Pneumocystis tratada com trimetoprim-sulfametoxazol (TMP-SMX) 4-5 mg / kg por via intravenosa, ou por via oral, três vezes por dia durante 14-21 dias. O tratamento pode ser iniciado antes da confirmação do diagnóstico, já que os cistos de P. Jiroveci persistem nos pulmões durante muitas semanas. Os efeitos indesejáveis, que ocorrem mais frequentemente em pacientes com AIDS, incluem erupções cutâneas, neutropenia, hepatite e febre. Modos alternativos incluem a pentamidina a 4 mg / kg por via intravenosa, 1 vezes por dia, ou 600 mg de aerossol diariamente, atovaquona por via oral a 750 mg duas vezes por dia, TMP-SMX oralmente 4 vezes por dia numa dose de 5 mg / kg com dapsona 100 mg por via oral uma vez por dia, ou 300-900 mg de clindamicina i.v. A cada 6-8 horas com base de primaquina em uma dose de 15-30 mg sugki também por via oral durante 21 dias. O uso de pentamidina limita a alta incidência de efeitos adversos tóxicos, incluindo insuficiência renal, hipotensão e hipoglicemia. É necessária terapia adicional com glucocorticóides para pacientes com Pa02 inferior a 70 mm Hg. Art. É proposto um regime de dosagem oral de prednisolona 40 mg 2 vezes por dia (ou seu equivalente) durante os primeiros 5 dias, 40 mg / dia durante os próximos 5 dias (como uma dose única ou dividido em 2 doses) e, em seguida, 20 mg uma vez por dia durante tratamento prolongado.
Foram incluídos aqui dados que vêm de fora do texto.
//! Output destinations, fixed before any unit runs.
//!
//! Every path a run may write is derived from the input stem and checked up
//! front: no two units may share a destination, and no destination may be an
//! input or a reference table.

use std::collections::BTreeMap;
use std::fs;
use std::path::{Path, PathBuf};

use crate::config::{PipelineConfig, StepConfig};
use crate::error::{PipelineError, Result};

/// Where one unit's rows go.
#[derive(Debug, Clone, PartialEq, Eq)]
pub(crate) enum SinkTarget {
    File(PathBuf),
    /// Fan-out directory; file names come from partition values.
    Directory(PathBuf),
}

/// Destinations for one processing unit.
#[derive(Debug, Clone, PartialEq, Eq)]
pub(crate) struct UnitTarget {
    pub sink: SinkTarget,
    pub mapping_table: Option<PathBuf>,
}

/// Derives and checks the destinations of every input, in input order.
///
/// `reference` is the runner-level reference override.
pub(crate) fn plan_targets(
    config: &PipelineConfig,
    inputs: &[PathBuf],
    reference: Option<&Path>,
) -> Result<Vec<UnitTarget>> {
    let output = &config.output;
    let nested = inputs.len() > 1;
    let targets: Vec<UnitTarget> = inputs
        .iter()
        .map(|input| {
            let stem = input_stem(input);
            let sink = if output.partition_column.is_some() {
                SinkTarget::Directory(if nested {
                    output.dir.join(&stem)
                } else {
                    output.dir.clone()
                })
            } else {
                SinkTarget::File(output.dir.join(format!("{stem}{}.csv", output.suffix)))
            };
            let mapping_table = config
                .writes_mapping_table()
                .then(|| output.dir.join(format!("{stem}_encoding.csv")));
            UnitTarget {
                sink,
                mapping_table,
            }
        })
        .collect();

    let mut sources: BTreeMap<PathBuf, String> = BTreeMap::new();
    for input in inputs {
        sources.insert(resolve(input), format!("input {}", input.display()));
    }
    for path in reference_paths(config, reference) {
        sources.insert(resolve(&path), format!("reference {}", path.display()));
    }

    let mut claimed: BTreeMap<PathBuf, &Path> = BTreeMap::new();
    for (input, target) in inputs.iter().zip(&targets) {
        let mut destinations = Vec::with_capacity(2);
        match &target.sink {
            SinkTarget::File(path) => destinations.push(path.as_path()),
            SinkTarget::Directory(dir) => {
                let resolved = resolve(dir);
                if let Some(source) = sources
                    .iter()
                    .find_map(|(path, name)| (path.parent() == Some(resolved.as_path())).then_some(name))
                {
                    return Err(PipelineError::invalid(format!(
                        "fan-out directory {} holds {source}",
                        dir.display()
                    )));
                }
                destinations.push(dir.as_path());
            }
        }
        destinations.extend(target.mapping_table.as_deref());

        for destination in destinations {
            let resolved = resolve(destination);
            if let Some(source) = sources.get(&resolved) {
                return Err(PipelineError::invalid(format!(
                    "output {} would overwrite {source}",
                    destination.display()
                )));
            }
            if let Some(previous) = claimed.insert(resolved, input.as_path()) {
                return Err(PipelineError::invalid(format!(
                    "inputs {} and {} both write {}",
                    previous.display(),
                    input.display(),
                    destination.display()
                )));
            }
        }
    }
    Ok(targets)
}

/// Reference paths the enrich steps will read.
fn reference_paths(config: &PipelineConfig, reference: Option<&Path>) -> Vec<PathBuf> {
    config
        .steps
        .iter()
        .filter_map(|step| match step {
            StepConfig::Enrich {
                reference: step_reference,
                ..
            } => reference
                .map(Path::to_path_buf)
                .or_else(|| step_reference.clone()),
            _ => None,
        })
        .collect()
}

/// Canonical form of `path`, even when the file does not exist yet.
fn resolve(path: &Path) -> PathBuf {
    if let Ok(canonical) = fs::canonicalize(path) {
        return canonical;
    }
    let absolute = std::path::absolute(path).unwrap_or_else(|_| path.to_path_buf());
    match (absolute.parent(), absolute.file_name()) {
        (Some(parent), Some(name)) => fs::canonicalize(parent)
            .map_or_else(|_| absolute.clone(), |parent| parent.join(name)),
        _ => absolute,
    }
}

pub(crate) fn input_stem(input: &Path) -> String {
    input
        .file_stem()
        .map_or_else(|| "input".to_string(), |s| s.to_string_lossy().into_owned())
}
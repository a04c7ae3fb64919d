//! CSV header parsing and normalization.

use std::fs::File;
use std::path::Path;

use crate::error::{IngestError, Result};

/// Normalizes a header value by trimming whitespace.
pub fn normalize_header(value: &str) -> String {
    value.trim().to_string()
}

/// Decodes a header record as written, stripping only a leading UTF-8 BOM.
pub(crate) fn decode_header_record(record: &csv::ByteRecord) -> Vec<String> {
    record
        .iter()
        .enumerate()
        .map(|(position, field)| {
            let text = String::from_utf8_lossy(field);
            if position == 0 {
                text.strip_prefix('\u{feff}').unwrap_or(&text).to_string()
            } else {
                text.into_owned()
            }
        })
        .collect()
}

/// Decodes and normalizes a header record, stripping a leading UTF-8 BOM.
pub(crate) fn normalize_header_record(record: &csv::ByteRecord) -> Vec<String> {
    decode_header_record(record)
        .iter()
        .map(String::as_str)
        .map(normalize_header)
        .collect()
}

/// Reads only the header row of a CSV file.
pub fn read_csv_header(path: &Path) -> Result<Vec<String>> {
    Ok(read_raw_csv_header(path)?
        .iter()
        .map(String::as_str)
        .map(normalize_header)
        .collect())
}

/// Reads the header row without trimming names.
pub(crate) fn read_raw_csv_header(path: &Path) -> Result<Vec<String>> {
    let file = File::open(path).map_err(|e| IngestError::from_open(path, e))?;
    let mut reader = csv::ReaderBuilder::new()
        .has_headers(true)
        .flexible(true)
        .from_reader(file);
    let header = reader
        .byte_headers()
        .map_err(|e| IngestError::from_csv(path, e))?;
    let columns = decode_header_record(header);
    if columns.iter().all(|c| c.trim().is_empty()) {
        return Err(IngestError::MissingHeader {
            path: path.to_path_buf(),
        });
    }
    Ok(columns)
}

#[cfg(test)]
mod tests {
    use super::*;
    use std::io::Write;
    use tempfile::NamedTempFile;

    #[test]
    fn test_normalize_header() {
        assert_eq!(normalize_header("  hello  "), "hello");
        assert_eq!(normalize_header("hello"), "hello");
    }

    #[test]
    fn test_read_csv_header_strips_bom_and_whitespace() {
        let mut file = NamedTempFile::new().unwrap();
        write!(file, "\u{feff}disasterNumber , declarationType\n1,DR\n").unwrap();
        let columns = read_csv_header(file.path()).unwrap();
        assert_eq!(columns, vec!["disasterNumber", "declarationType"]);
    }

    #[test]
    fn test_read_raw_csv_header_keeps_whitespace() {
        let mut file = NamedTempFile::new().unwrap();
        write!(file, "\u{feff}k, v\n1,a\n").unwrap();
        let columns = read_raw_csv_header(file.path()).unwrap();
        assert_eq!(columns, vec!["k", " v"]);
    }

    #[test]
    fn test_read_csv_header_quoted() {
        let mut file = NamedTempFile::new().unwrap();
        write!(file, "\"a, b\",c\n").unwrap();
        let columns = read_csv_header(file.path()).unwrap();
        assert_eq!(columns, vec!["a, b", "c"]);
    }

    #[test]
    fn test_read_csv_header_empty_file() {
        let file = NamedTempFile::new().unwrap();
        let result = read_csv_header(file.path());
        assert!(matches!(result, Err(IngestError::MissingHeader { .. })));
    }
}
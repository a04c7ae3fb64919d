//! Logging setup on `tracing` and `tracing-subscriber`.
//!
//! # Log Levels
//!
//! - `error`: fatal run errors
//! - `warn`: skipped columns, missing statistics, degraded reference loads
//! - `info`: per-unit and per-pass progress with row counts and durations
//! - `debug`: per-batch counters and computed statistics
//! - `trace`: per-step row counts
//!
//! Cell values can identify people. They are only logged when `--log-data`
//! is set; [`redact_value`] substitutes a placeholder otherwise.

use std::fs::OpenOptions;
use std::io::{self, Write};
use std::path::PathBuf;
use std::sync::atomic::{AtomicBool, Ordering};
use std::sync::{Arc, Mutex};

use tracing::level_filters::LevelFilter;
use tracing_subscriber::{
    EnvFilter,
    fmt::{self, MakeWriter},
    layer::SubscriberExt,
    util::SubscriberInitExt,
};

static LOG_DATA_ENABLED: AtomicBool = AtomicBool::new(false);

/// Placeholder used when row-level logging is disabled.
pub const REDACTED_VALUE: &str = "[REDACTED]";

/// Crates whose events follow the selected level.
const CRATE_TARGETS: [&str; 6] = [
    "batchprep_cli",
    "batchprep_core",
    "batchprep_ingest",
    "batchprep_model",
    "batchprep_output",
    "batchprep_transform",
];

/// Returns true if row-level logging is explicitly enabled.
pub fn log_data_enabled() -> bool {
    LOG_DATA_ENABLED.load(Ordering::Relaxed)
}

/// Returns the input value when data logging is enabled, otherwise a redacted token.
pub fn redact_value(value: &str) -> &str {
    if log_data_enabled() {
        value
    } else {
        REDACTED_VALUE
    }
}

/// Configuration for logging behavior.
#[derive(Debug, Clone)]
pub struct LogConfig {
    pub level_filter: LevelFilter,
    /// Let `RUST_LOG` override `level_filter` when set.
    pub use_env_filter: bool,
    pub with_timestamps: bool,
    /// Include the module path in each event.
    pub with_target: bool,
    /// Emit span close events (json only).
    pub with_spans: bool,
    pub with_ansi: bool,
    pub format: LogFormat,
    /// Write to this file instead of stderr.
    pub log_file: Option<PathBuf>,
    /// Whether cell values may be logged.
    pub log_data: bool,
}

/// Log output format.
#[derive(Debug, Clone, Copy, Default, PartialEq, Eq)]
pub enum LogFormat {
    /// Human-readable multi-field format.
    #[default]
    Pretty,
    /// Single-line format.
    Compact,
    /// One JSON object per event.
    Json,
}

impl Default for LogConfig {
    fn default() -> Self {
        Self {
            level_filter: LevelFilter::WARN,
            use_env_filter: true,
            with_timestamps: false,
            with_target: false,
            with_spans: true,
            with_ansi: true,
            format: LogFormat::default(),
            log_file: None,
            log_data: false,
        }
    }
}

/// Installs the global subscriber. Call once at startup.
///
/// # Errors
///
/// Returns an error if the log file cannot be opened.
pub fn init_logging(config: &LogConfig) -> io::Result<()> {
    if let Some(path) = &config.log_file {
        let file = OpenOptions::new().create(true).append(true).open(path)?;
        init_logging_with_writer(config, SharedFileWriter::new(file));
    } else {
        init_logging_with_writer(config, io::stderr);
    }
    Ok(())
}

/// Installs the global subscriber with a custom writer.
pub fn init_logging_with_writer<W>(config: &LogConfig, writer: W)
where
    W: for<'writer> MakeWriter<'writer> + Send + Sync + 'static,
{
    LOG_DATA_ENABLED.store(config.log_data, Ordering::Release);
    let filter = build_env_filter(config);

    match config.format {
        LogFormat::Json => {
            let layer = fmt::layer()
                .json()
                .with_writer(writer)
                .with_target(config.with_target)
                .with_span_events(if config.with_spans {
                    fmt::format::FmtSpan::CLOSE
                } else {
                    fmt::format::FmtSpan::NONE
                });

            tracing_subscriber::registry()
                .with(filter)
                .with(layer)
                .init();
        }
        LogFormat::Compact => {
            let layer = fmt::layer()
                .compact()
                .with_writer(writer)
                .with_ansi(config.with_ansi)
                .with_target(config.with_target);

            if config.with_timestamps {
                tracing_subscriber::registry()
                    .with(filter)
                    .with(layer)
                    .init();
            } else {
                tracing_subscriber::registry()
                    .with(filter)
                    .with(layer.without_time())
                    .init();
            }
        }
        LogFormat::Pretty => {
            let layer = fmt::layer()
                .with_writer(writer)
                .with_ansi(config.with_ansi)
                .with_target(config.with_target);

            if config.with_timestamps {
                tracing_subscriber::registry()
                    .with(filter)
                    .with(layer)
                    .init();
            } else {
                tracing_subscriber::registry()
                    .with(filter)
                    .with(layer.without_time())
                    .init();
            }
        }
    }
}

#[derive(Clone)]
struct SharedFileWriter {
    file: Arc<Mutex<std::fs::File>>,
}

impl SharedFileWriter {
    fn new(file: std::fs::File) -> Self {
        Self {
            file: Arc::new(Mutex::new(file)),
        }
    }
}

struct SharedFileGuard {
    file: Arc<Mutex<std::fs::File>>,
}

impl Write for SharedFileGuard {
    fn write(&mut self, buf: &[u8]) -> io::Result<usize> {
        let mut guard = self
            .file
            .lock()
            .map_err(|_| io::Error::other("log file lock poisoned"))?;
        guard.write(buf)
    }

    fn flush(&mut self) -> io::Result<()> {
        let mut guard = self
            .file
            .lock()
            .map_err(|_| io::Error::other("log file lock poisoned"))?;
        guard.flush()
    }
}

impl<'a> MakeWriter<'a> for SharedFileWriter {
    type Writer = SharedFileGuard;

    fn make_writer(&'a self) -> Self::Writer {
        SharedFileGuard {
            file: Arc::clone(&self.file),
        }
    }
}

/// Filter directives: warn for dependencies, the selected level for our crates.
fn filter_directives(level: LevelFilter) -> String {
    let level = level.to_string().to_lowercase();
    let base = if level == "off" { "off" } else { "warn" };
    std::iter::once(base.to_string())
        .chain(CRATE_TARGETS.iter().map(|target| format!("{target}={level}")))
        .collect::<Vec<_>>()
        .join(",")
}

fn build_env_filter(config: &LogConfig) -> EnvFilter {
    let fallback = || EnvFilter::new(filter_directives(config.level_filter));
    if config.use_env_filter {
        EnvFilter::try_from_default_env().unwrap_or_else(|_| fallback())
    } else {
        fallback()
    }
}

#[cfg(test)]
mod tests {
    use super::*;

    #[test]
    fn test_filter_directives() {
        assert_eq!(
            filter_directives(LevelFilter::DEBUG),
            "warn,batchprep_cli=debug,batchprep_core=debug,batchprep_ingest=debug,\
             batchprep_model=debug,batchprep_output=debug,batchprep_transform=debug"
        );
        assert!(filter_directives(LevelFilter::OFF).starts_with("off,"));
    }

    #[test]
    fn test_values_redacted_by_default() {
        assert_eq!(redact_value("Harris"), REDACTED_VALUE);
    }
}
Pacientes infectados pelo HIV que apresentaram pneumonia P. Jiroveci ou se CD4 + <200 / μL deve receber profilaxia de TMP-SMX 80/400 mg uma vez por dia; Quando esta droga é intolerante, prescreva dapsona em uma dose de 100 mg por via oral 1 vez em swizzes ou aerossol pentamidina 300 mg uma vez por mês. Estes regimes profilácticos também podem ser mostrados para pacientes sem infecção pelo HIV, mas com o risco de pneumonia por P. Jiroveci.

Previsão

Pneumocystis tem um prognóstico desfavorável. Em média, o número de pacientes sobreviventes após pneumonia pneumocisticada avançada é de 75-90%. As recidivas sobreviveram cerca de 60% dos pacientes.

A mortalidade total na pneumonia por P. Jiroveci em pacientes hospitalizados é de 15 a 20%. Os fatores de risco para a morte podem incluir pneumonia de P. Jiroveci na história, idade avançada e contagem de células CD4 + <50 / μL em pacientes infectados pelo HIV.